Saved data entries
//! Kubernetes representation of an OVN database cluster and its mapping onto the
//! domain model.

use std::collections::BTreeMap;

use chrono::{DateTime, SecondsFormat, Utc};
use kube::{CustomResource, KubeSchema, ResourceExt, core::Rule};
use schemars::JsonSchema;
use serde::{Deserialize, Serialize};

use crate::domain::{
    cluster::entities::{
        ClusterRef, ClusterStatus, Condition, ConditionKind, ConditionStatus, Conditions,
        DbType, DebugSpec, Fingerprint, OvnDbCluster, RawClusterSpec, Reason, Resources, SubResource,
    },
    error::OperatorError,
};

#[derive(CustomResource, Clone, Debug, Default, PartialEq, Deserialize, Serialize, KubeSchema)]
#[kube(
    group = "ovn.openstack.org",
    version = "v1beta1",
    kind = "OVNDBCluster",
    plural = "ovndbclusters",
    status = "OVNDBClusterStatus",
    namespaced,
    printcolumn = r#"{"name":"NetworkAttachments", "type":"string", "description":"NetworkAttachments", "jsonPath":".spec.networkAttachment"}"#,
    printcolumn = r#"{"name":"Status", "type":"string", "description":"Status", "jsonPath":".status.conditions[0].status"}"#,
    printcolumn = r#"{"name":"Message", "type":"string", "description":"Message", "jsonPath":".status.conditions[0].message"}"#
)]
#[serde(rename_all = "camelCase")]
pub struct OVNDBClusterSpec {
    /// Container image URL, the operator default is used when empty
    #[serde(default)]
    pub container_image: String,

    /// NB or SB, fixed once the cluster exists
    #[serde(default = "default_db_type")]
    #[x_kube(validation = Rule::new("self == oldSelf").message("dbType is immutable"))]
    pub db_type: String,

    #[serde(default = "default_replicas")]
    pub replicas: Option<i32>,

    #[serde(default, skip_serializing_if = "BTreeMap::is_empty")]
    pub node_selector: BTreeMap<String, String>,

    /// ovsdb-server log level (info, dbg, emer, ...)
    #[serde(default = "default_log_level")]
    pub log_level: String,

    #[serde(default)]
    pub debug: OVNDBClusterDebug,

    /// RAFT election timer in milliseconds
    #[serde(default = "default_election_timer")]
    pub election_timer: Option<i32>,

    /// OVSDB session probe interval in milliseconds
    #[serde(default = "default_probe")]
    pub inactivity_probe: Option<i32>,

    /// Probe interval from a standby to the active remote in milliseconds
    #[serde(default = "default_probe")]
    pub probe_interval_to_active: Option<i32>,

    #[serde(default)]
    pub resources: ResourceRequirementsSpec,

    #[serde(default, skip_serializing_if = "Option::is_none")]
    pub storage_class: Option<String>,

    pub storage_request: String,

    /// NetworkAttachmentDefinition exposing the database to external nodes
    #[serde(default, skip_serializing_if = "Option::is_none")]
    pub network_attachment: Option<String>,
}

fn default_db_type() -> String {
    "NB".to_string()
}

fn default_replicas() -> Option<i32> {
    Some(1)
}

fn default_log_level() -> String {
    "info".to_string()
}

fn default_election_timer() -> Option<i32> {
    Some(10_000)
}

fn default_probe() -> Option<i32> {
    Some(60_000)
}

#[derive(Clone, Debug, Default, PartialEq, Eq, Deserialize, Serialize, JsonSchema)]
#[serde(rename_all = "camelCase")]
pub struct OVNDBClusterDebug {
    #[serde(default)]
    pub service: bool,
}

#[derive(Clone, Debug, Default, PartialEq, Eq, Deserialize, Serialize, JsonSchema)]
#[serde(rename_all = "camelCase")]
pub struct ResourceRequirementsSpec {
    #[serde(default, skip_serializing_if = "BTreeMap::is_empty")]
    pub requests: BTreeMap<String, String>,
    #[serde(default, skip_serializing_if = "BTreeMap::is_empty")]
    pub limits: BTreeMap<String, String>,
}

#[derive(Clone, Debug, Default, PartialEq, Eq, Deserialize, Serialize, JsonSchema)]
#[serde(rename_all = "camelCase")]
pub struct OVNDBClusterStatus {
    /// Database type the cluster was created with
    #[serde(default, skip_serializing_if = "Option::is_none")]
    pub db_type: Option<String>,

    #[serde(default, skip_serializing_if = "is_zero")]
    pub ready_count: i32,

    /// Fingerprints of applied sub-resources
    #[serde(default, skip_serializing_if = "BTreeMap::is_empty")]
    pub hash: BTreeMap<String, String>,

    #[serde(default, skip_serializing_if = "Vec::is_empty")]
    pub conditions: Vec<StatusCondition>,

    #[serde(default, skip_serializing_if = "String::is_empty")]
    pub raft_address: String,

    /// Address used by external nodes
    #[serde(default, skip_serializing_if = "String::is_empty")]
    pub db_address: String,

    /// Address used by other pods in the cluster
    #[serde(default, skip_serializing_if = "String::is_empty")]
    pub internal_db_address: String,

    #[serde(default, skip_serializing_if = "BTreeMap::is_empty")]
    pub network_attachments: BTreeMap<String, Vec<String>>,
}

fn is_zero(value: &i32) -> bool {
    *value == 0
}

#[derive(Clone, Debug, PartialEq, Eq, Deserialize, Serialize, JsonSchema)]
#[serde(rename_all = "camelCase")]
pub struct StatusCondition {
    pub r#type: String,
    pub status: String,
    #[serde(default)]
    pub reason: String,
    #[serde(default)]
    pub message: String,
    pub last_transition_time: String,
}

impl From<&Condition> for StatusCondition {
    fn from(condition: &Condition) -> Self {
        StatusCondition {
            r#type: condition.kind.as_str().to_string(),
            status: condition.status.as_str().to_string(),
            reason: condition.reason.as_str().to_string(),
            message: condition.message.clone(),
            last_transition_time: condition
                .last_transition_time
                .to_rfc3339_opts(SecondsFormat::Secs, true),
        }
    }
}

impl From<&ClusterStatus> for OVNDBClusterStatus {
    fn from(status: &ClusterStatus) -> Self {
        OVNDBClusterStatus {
            db_type: status.db_type.map(|db_type| db_type.to_string()),
            ready_count: i32::try_from(status.ready_count).unwrap_or(i32::MAX),
            hash: status
                .hash
                .iter()
                .map(|(resource, fingerprint)| (resource.key().to_string(), fingerprint.to_hex()))
                .collect(),
            conditions: status.conditions.iter().map(StatusCondition::from).collect(),
            raft_address: status.raft_address.clone(),
            db_address: status.db_address.clone(),
            internal_db_address: status.internal_db_address.clone(),
            network_attachments: status.network_attachments.clone(),
        }
    }
}

impl TryFrom<&OVNDBClusterStatus> for ClusterStatus {
    type Error = OperatorError;

    fn try_from(status: &OVNDBClusterStatus) -> Result<Self, Self::Error> {
        let mut hash = BTreeMap::new();
        for (key, value) in &status.hash {
            // Keys written by other tooling are left alone.
            if let Some(resource) = SubResource::from_key(key) {
                hash.insert(resource, Fingerprint::from_hex(value)?);
            }
        }

        let mut conditions = Conditions::default();
        for entry in &status.conditions {
            let Some(kind) = ConditionKind::from_str_opt(&entry.r#type) else {
                continue;
            };
            let last_transition_time = DateTime::parse_from_rfc3339(&entry.last_transition_time)
                .map_err(|e| OperatorError::MalformedState {
                    message: format!(
                        "condition {} has an invalid transition time: {e}",
                        entry.r#type
                    ),
                })?
                .with_timezone(&Utc);
            conditions.insert(Condition {
                kind,
                status: ConditionStatus::parse(&entry.status),
                reason: Reason::parse(&entry.reason),
                message: entry.message.clone(),
                last_transition_time,
            });
        }

        let db_type = status
            .db_type
            .as_deref()
            .map(|value| {
                value.parse::<DbType>().map_err(|_| OperatorError::MalformedState {
                    message: format!("status records an unknown dbType {value:?}"),
                })
            })
            .transpose()?;

        Ok(ClusterStatus {
            db_type,
            ready_count: u32::try_from(status.ready_count).unwrap_or(0),
            hash,
            conditions,
            raft_address: status.raft_address.clone(),
            db_address: status.db_address.clone(),
            internal_db_address: status.internal_db_address.clone(),
            network_attachments: status.network_attachments.clone(),
        })
    }
}

impl From<&OVNDBClusterSpec> for RawClusterSpec {
    fn from(spec: &OVNDBClusterSpec) -> Self {
        RawClusterSpec {
            db_type: spec.db_type.clone(),
            replicas: spec.replicas,
            election_timer: spec.election_timer,
            inactivity_probe: spec.inactivity_probe,
            probe_interval_to_active: spec.probe_interval_to_active,
            container_image: spec.container_image.clone(),
            resources: Resources {
                requests: spec.resources.requests.clone(),
                limits: spec.resources.limits.clone(),
            },
            storage_class: spec.storage_class.clone().filter(|class| !class.is_empty()),
            storage_request: spec.storage_request.clone(),
            node_selector: spec.node_selector.clone(),
            network_attachment: spec.network_attachment.clone(),
            log_level: Some(spec.log_level.clone()).filter(|level| !level.is_empty()),
            debug: DebugSpec {
                service: spec.debug.service,
            },
        }
    }
}

impl TryFrom<&OVNDBCluster> for OvnDbCluster {
    type Error = OperatorError;

    fn try_from(object: &OVNDBCluster) -> Result<Self, Self::Error> {
        let namespace = object
            .namespace()
            .ok_or_else(|| OperatorError::MalformedState {
                message: format!("OVNDBCluster {} has no namespace", object.name_any()),
            })?;
        let mut cluster = ClusterRef::new(object.name_any(), namespace);
        if let Some(uid) = object.uid() {
            cluster = cluster.with_uid(uid);
        }
        let status = match &object.status {
            Some(status) => ClusterStatus::try_from(status)?,
            None => ClusterStatus::default(),
        };

        Ok(OvnDbCluster {
            cluster,
            spec: RawClusterSpec::from(&object.spec),
            status,
        })
    }
}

- **REQUIRED ACTION**: Among the records above, find the lines where the word "impl" appears and copy them.

- **EXERCISE OUTPUT**:
impl From<&Condition> for StatusCondition {
impl From<&ClusterStatus> for OVNDBClusterStatus {
impl TryFrom<&OVNDBClusterStatus> for ClusterStatus {
impl From<&OVNDBClusterSpec> for RawClusterSpec {
impl TryFrom<&OVNDBCluster> for OvnDbCluster {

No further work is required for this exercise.